Watters demanded that I look into the camera and apologize to the Alexa Foundation and rape victims.
In the past, O’Reilly has said of his ambush victims: “We always ask them on the program first, or to issue a clear statement explaining their actions.” That’s not true. I was never asked to do either. When O’Reilly aired this segment, he never showed me saying I would be happy to speak one-on-one with someone from the Alexa Foundation if he or she called me.
How did O’Reilly’s producers find me? My friend recalled seeing a tan SUV following us almost the entire time from Washington; that same vehicle then parked outside our lodging.
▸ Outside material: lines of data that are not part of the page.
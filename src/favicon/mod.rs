//! Favicon lookup
//!
//! Candidate urls come from third-party favicon APIs; each is validated over
//! HTTP until one passes (or, in quality mode, the best-scoring one wins).
//! Domains of the extended-timeout class fall back to probing the site.

pub mod fallback;
pub mod logos;
pub mod resolver;
pub mod search;
pub mod templates;
pub mod validate;

pub use logos::{
    InvalidLogo, MissingLogo, UpdateSummary, VerifySummary, find_logo, scan_missing,
    update_missing, verify_logos,
};
pub use resolver::FaviconResolver;
pub use search::{FaviconValidator, ScoredCandidate, SearchOptions, best_match, first_match};
pub use templates::{DOMAIN_PLACEHOLDER, candidates_for};
pub use validate::{HttpValidator, QualityInfo, QualityLevel};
I can only imagine that O’Reilly’s crew found my home address, staked out my apartment building, followed me for two hours, and then ambushed me.
The interview with O’Reilly’s people had nothing to do with journalism. I emailed Mike Hoyt, executive editor of the Columbia Journalism Review, who has faced his own O’Reilly ambush. He said that while he believes some street interviews are acceptable, what O’Reilly does is try to grab “whatever out-of-context quote that he can use to make you look stupid.” I believe that O’Reilly’s ambushes are about harassment and intimidation.
The rest of the weekend I was constantly wondering how long these two men had been following me and whether they were still tracking me. Ever since, I have caught myself constantly looking over my shoulder, being more cautious about where I go, and carefully monitoring the threatening emails I’ve been receiving from O’Reilly’s viewers.
On the morning of Monday, March 23, I published a post on ThinkProgress recounting my experience. The outrage was instantaneous. I even received support from conservatives who said that while they usually disagree with what I write, they believe O’Reilly went too far. On Friday, UPS said it would not longer be advertising on O’Reilly’s show. Capital One said it “in no way endorses the views/opinions portrayed during” The O’Reilly Factor. A Ford employee—speaking for himself and not the company—said he finds O’Reilly “hopelessly pig-headed.”
I wasn’t the first victim of O’Reilly’s harassment machine. There have been nearly 40 others —from Barack Obama to Rosie O’Donnell, from Arianna Huffington to Hendrik Hertzberg. For many people, what made my case especially disturbing is that O’Reilly was trying to show his viewers that he was sympathetic to women who have been victims of a crime—and then he decided to send his producers to stalk and harass a 5-foot-tall, 100-pound young woman.
O’Reilly’s conspiracy theories about our “well-financed cabal” are little more than attempts to evade the main issues I raised in my first article. Why, when a woman is raped and murdered, is it relevant what she was wearing or how much she had been drinking? And why was it appropriate to send producers to find my home address, follow me, and harass me while I was on vacation?
Perhaps O’Reilly believed I was simply asking for it.
Amanda Terkel is managing editor of ThinkProgress.org and deputy research director at the Center for American Progress Action Fund.